[news.software.nntp] SPOOLNEWS & nntp

david@ms.uky.edu (David Herron -- One of the vertebrae) (07/28/88)

It's amazing what you'll do when you're bored.  One afternoon I moved the
SPOOLNEWS code from inews.c into nntpd to see what sort of effect it would
have on the system load, it "seems" to help quite a bit.  [it's rather hard
to test you see]

What we had noticed here was that we'd often have 3 or 4 nntpd's running
at a time sending us news.  When nntp receives an article it starts up
an rnews to handle the reception.  While that's nice and clean and elegant,
that rnews in reality executes very little code, which raises the overhead
percentage -- that is, it always costs "x" amount of resources to start up
a process and the whole process execution costs "y" and since very little
is done (when you have SPOOLNEWS defined) to insert the article into the
system "y" is very close to "x".

Moving the SPOOLNEWS stuff into nntpd avoids "x" -- or rather having many
"x"'s going on all at once.  Because eventually, when the "rnews -U" is
run, all those "x"'s will happen anyway but now they'll be happening
serially rather than in parallel.  (parallel would be ok if this were
running over on our Sequent, but it's not over there yet ... instead
we're on a uVaxII with 13 megs of memory.)

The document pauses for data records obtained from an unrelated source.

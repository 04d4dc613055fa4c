//! CLI argument parsing using clap

use crate::config::TestType;
use clap::Parser;
use std::path::PathBuf;

/// StorageBench - sustained storage throughput benchmark
///
/// Drives concurrent positioned reads or writes of a fixed block size against a
/// target file, warms up, then samples aggregate throughput once per second.
#[derive(Parser, Debug, Clone, Default)]
#[command(name = "storagebench")]
#[command(version, about, long_about = None)]
pub struct Cli {
    /// Target file path
    ///
    /// Created and pre-sized for write tests; must already hold at least
    /// `--file-size` bytes for read tests.
    #[arg(value_name = "PATH")]
    pub target: Option<PathBuf>,

    /// TOML configuration file (CLI flags take precedence)
    #[arg(short = 'c', long, value_name = "FILE")]
    pub config: Option<PathBuf>,

    // === Run Options ===
    /// Test type
    #[arg(short = 'T', long = "test", value_enum)]
    pub test_type: Option<TestType>,

    /// File size (e.g., 64M, 2G) [default: 2G]
    #[arg(short = 's', long)]
    pub file_size: Option<String>,

    /// Block size for every transfer (e.g., 4k, 128k, 1M) [default: 128k]
    #[arg(short = 'b', long)]
    pub block_size: Option<String>,

    /// Number of concurrent worker threads (1-1024) [default: 4]
    #[arg(short = 'q', long)]
    pub queue_depth: Option<usize>,

    /// Measurement duration (e.g., 20, 20s, 2m) [default: 20s]
    #[arg(short = 'd', long)]
    pub duration: Option<String>,

    /// Warmup before measurement starts (e.g., 0, 3s) [default: 3s]
    #[arg(short = 'w', long)]
    pub warmup: Option<String>,

    /// Try direct IO (O_DIRECT); falls back to buffered IO if unavailable
    #[arg(long)]
    pub direct: bool,

    /// Number of back-to-back runs with the same configuration
    #[arg(short = 'r', long, default_value = "1")]
    pub runs: usize,

    // === Output Options ===
    /// Write all run results as JSON to this file
    #[arg(long, value_name = "FILE")]
    pub json_output: Option<PathBuf>,

    /// Write per-second series of all runs as CSV to this file
    #[arg(long, value_name = "FILE")]
    pub csv_output: Option<PathBuf>,

    /// Do not print per-second throughput while running
    #[arg(long)]
    pub no_live: bool,

    /// Validate and print the configuration without running
    #[arg(long)]
    pub dry_run: bool,

    /// Enable info-level logging
    #[arg(short = 'v', long)]
    pub verbose: bool,

    /// Enable debug-level logging
    #[arg(long)]
    pub debug: bool,
}

impl Cli {
    /// Parse command-line arguments
    pub fn parse_args() -> Self {
        Self::parse()
    }

    /// Validate flag combinations that clap cannot express
    pub fn validate(&self) -> anyhow::Result<()> {
        if self.runs == 0 {
            anyhow::bail!("--runs must be at least 1");
        }

        if self.target.is_none() && self.config.is_none() {
            anyhow::bail!("A target PATH is required (or a --config file that sets `path`)");
        }

        Ok(())
    }

    /// Default log filter derived from the verbosity flags
    pub fn log_filter(&self) -> &'static str {
        if self.debug {
            "storagebench=debug"
        } else if self.verbose {
            "storagebench=info"
        } else {
            "storagebench=warn"
        }
    }
}
//! CSV output formatting
//!
//! One row per throughput point of every run:
//!
//! ```text
//! run,second,mbps
//! 1,0,512.250
//! 1,1,498.875
//! ```

use crate::stats::RunResult;
use crate::Result;
use anyhow::Context;
use std::fs::File;
use std::io::{BufWriter, Write};
use std::path::Path;

pub const CSV_HEADER: &str = "run,second,mbps";

/// Write the series of every run as CSV
pub fn write_series<W: Write>(mut out: W, runs: &[RunResult]) -> Result<()> {
    writeln!(out, "{}", CSV_HEADER)?;

    for (i, run) in runs.iter().enumerate() {
        for point in &run.series {
            writeln!(
                out,
                "{},{},{:.3}",
                i + 1,
                point.second_index,
                point.megabytes_per_second
            )?;
        }
    }

    out.flush()?;
    Ok(())
}

/// Write the series CSV to `path`
pub fn write_csv_output(path: &Path, runs: &[RunResult]) -> Result<()> {
    let file = File::create(path)
        .with_context(|| format!("Failed to create CSV output: {}", path.display()))?;
    write_series(BufWriter::new(file), runs)
}

#[cfg(test)]
mod tests {
    use super::*;
    use crate::stats::{LatencySummary, ThroughputPoint};
    use crate::target::IoMode;

    fn run(points: &[f64]) -> RunResult {
        RunResult {
            avg_throughput_mbps: 0.0,
            avg_iops: 0.0,
            latency: LatencySummary::default(),
            total_bytes: 0,
            total_ops: 0,
            io_engine_description: String::new(),
            io_mode: IoMode::Buffered,
            series: points
                .iter()
                .enumerate()
                .map(|(i, &mbps)| ThroughputPoint {
                    second_index: i as u32,
                    megabytes_per_second: mbps,
                })
                .collect(),
            note: String::new(),
            worker_faults: 0,
        }
    }

    #[test]
    fn test_write_series() {
        let mut out = Vec::new();
        write_series(&mut out, &[run(&[1.5, 2.0]), run(&[3.25])]).unwrap();

        let text = String::from_utf8(out).unwrap();
        assert_eq!(text, "run,second,mbps\n1,0,1.500\n1,1,2.000\n2,0,3.250\n");
    }

    #[test]
    fn test_write_csv_output_file() {
        let temp_dir = tempfile::TempDir::new().unwrap();
        let path = temp_dir.path().join("series.csv");

        write_csv_output(&path, &[run(&[])]).unwrap();
        assert_eq!(std::fs::read_to_string(&path).unwrap(), "run,second,mbps\n");
    }
}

The patch includes a context diff for server/spawn.c and also a line to
add to common/conf.h, and is derived from unadulterated nntp v1.5 sources.


As an added bonus you get to see one of the silliest programs I've ever
written.  I'm almost embarassed to post this, especially since I'm going
to be looking for a job later this year :-).  Anyway.  The program is
probably the MOST stupid way of unbatching a batch in existance.  It
looks for "#! rnews" lines and assumes that it's the beginning of a new
article.  It also strips blanks out of otherwise empty lines, strips away
empty lines before headers and otherwise cleans up the batch file.  All
this so that I can have a news feed from an IBM mainframe at Penn State.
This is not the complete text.